On Wed, Aug 19, 2009 at 10:41 AM, <brabuhr / gmail.com> wrote:
> On Wed, Aug 19, 2009 at 9:31 AM, Ben Christensen
> <benjchristensen / gmail.com> wrote:
>> I'm evaluating Ruby for use in a variety of systems that are planned by
>> default to be Java.
>>
>> I've started down a path of doing various performance tests to see what
>> kind of impact will occur by using Ruby and in my first test the numbers
>> are very poor - so poor that I have to question if I'm doing something
>> wrong.
>
> Is this test case in any way representative of the tasks you will
> actually be performing?
>
> Test file 1:
>
>> java FileReadParse
> Starting to read file...
> The number of tokens is: 1954
> It took 16 ms
>
>> ruby -v file_read_parse.rb
> ruby 1.8.6 (2007-09-24 patchlevel 111) [i386-linux]
> Starting to read file ...
> The number of tokens is: 1954
> It took 4.951 ms
>
> Test file 2:
>
>> java FileReadParse
> Starting to read file...
> The number of tokens is: 479623
> It took 337 ms
>
>> ruby file_read_parse.rb
> Starting to read file ...
> The number of tokens is: 479623
> It took 2526.455 ms
>
>> ruby file_read_parse-2.rb
> Starting to read file ...
> It took 588.065 ms
> The number of tokens is: 479623

One of the things this 'benchmark' skips over is the time it takes to
initialize the two environments.

There's no measurement of the time between hitting enter on the
command line and the point where the

start = Time.now

line (or it's equivalent in the Java program) gets executed.

It might be interesting to execute those benchmarks using something
like the linux time command to measure the differences in "womb to
tomb" execution times.

I suspect, but I may be totally wrong, that Java takes a while to
'warm up' a more complex runtime environment, and that Ruby gets going
faster.  The JVM has evolved in an environment where it has tended to
be used for long-running processes.

Depending on the task this may be important.
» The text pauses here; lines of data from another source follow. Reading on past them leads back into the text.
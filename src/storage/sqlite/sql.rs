//! SQL helper functions for the `SQLite` document collection.
//!
//! Collection names, index names and field paths end up inside SQL text
//! (table names and expression indexes cannot be bound as parameters), so
//! every one of them passes through a validator or quoting helper here.

use crate::{Error, Result};

/// Maximum length of a collection name.
const MAX_COLLECTION_NAME_LEN: usize = 64;

/// Validates a collection name.
///
/// Names must start with an ASCII letter or underscore, continue with ASCII
/// alphanumerics or underscores, and must not use the reserved `sqlite_` or
/// `_collection` prefixes.
///
/// # Errors
///
/// Returns [`Error::InvalidInput`] if the name is not a plain identifier.
///
/// # Examples
///
/// ```
/// use healthcare_loader::storage::sqlite::validate_collection_name;
///
/// assert!(validate_collection_name("patients").is_ok());
/// assert!(validate_collection_name("test_patients").is_ok());
/// assert!(validate_collection_name("drop table").is_err());
/// ```
pub fn validate_collection_name(name: &str) -> Result<()> {
    let mut chars = name.chars();
    let valid_start = chars
        .next()
        .is_some_and(|c| c.is_ascii_alphabetic() || c == '_');
    let valid_rest = chars.all(|c| c.is_ascii_alphanumeric() || c == '_');
    let lower = name.to_ascii_lowercase();
    let reserved = lower.starts_with("sqlite_") || lower.starts_with("_collection");

    if !valid_start || !valid_rest || reserved || name.len() > MAX_COLLECTION_NAME_LEN {
        return Err(Error::InvalidInput(format!(
            "invalid collection name '{name}': use letters, digits and underscores"
        )));
    }
    Ok(())
}

/// Validates a field name used in a JSON path.
///
/// Column headers may contain spaces but not quotes or control characters.
///
/// # Errors
///
/// Returns [`Error::InvalidInput`] for empty names or names containing quotes.
pub fn validate_field_name(field: &str) -> Result<()> {
    if field.is_empty() || field.chars().any(|c| c == '"' || c == '\'' || c.is_control()) {
        return Err(Error::InvalidInput(format!("invalid field name '{field}'")));
    }
    Ok(())
}

/// Quotes an identifier for use in SQL text.
///
/// # Examples
///
/// ```
/// use healthcare_loader::storage::sqlite::quote_identifier;
///
/// assert_eq!(quote_identifier("patients"), "\"patients\"");
/// assert_eq!(quote_identifier("a\"b"), "\"a\"\"b\"");
/// ```
#[must_use]
pub fn quote_identifier(name: &str) -> String {
    format!("\"{}\"", name.replace('"', "\"\""))
}

/// Builds the `json_extract` expression selecting a top-level field.
///
/// The field must already have passed [`validate_field_name`]. The same text
/// is used for index declarations and lookups so `SQLite` can match the
/// expression index.
#[must_use]
pub fn json_field_expr(field: &str) -> String {
    format!("json_extract(body, '$.\"{field}\"')")
}
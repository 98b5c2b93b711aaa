//! Storage layer abstraction.
//!
//! The store is an external document collection reached through a small set
//! of operations (delete-all, insert-many, find-all, index declaration and
//! grouping). [`DocumentStore`] is the seam; two backends implement it:
//!
//! - [`SqliteDocumentStore`]: the persisted collection
//! - [`MemoryDocumentStore`]: non-persistent, for tests and dry runs

// Allow significant_drop_tightening - holding the connection guard for the
// whole operation keeps statements and transactions simple.
#![allow(clippy::significant_drop_tightening)]

pub mod collection;
pub mod sqlite;
pub mod traits;

pub use collection::{MemoryDocumentStore, SqliteDocumentStore};
pub use traits::{DocumentStore, GroupCount, IndexSpec, ReplaceOutcome};

/// Declares the two non-unique lookup indexes on `Name` and
/// `Date of Admission`.
///
/// # Errors
///
/// Returns an error if the store rejects an index declaration.
pub fn ensure_lookup_indexes(store: &dyn DocumentStore) -> crate::Result<()> {
    store.create_index(&IndexSpec::name_index())?;
    store.create_index(&IndexSpec::admission_date_index())?;
    Ok(())
}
This can also affect deployment architecture.  JRuby tends to
encourage multi-threading in a single process to amortize the start-up
time. Most of us who are using MRI for, say rails, are pretty happy
with having multiple server processes which can be brought up as
needed (and terminated when not) under something like Passenger
(a.k.a. mod ruby) particularly using the "Enterprise" version of Ruby
which allows for sharing vm code between the processes.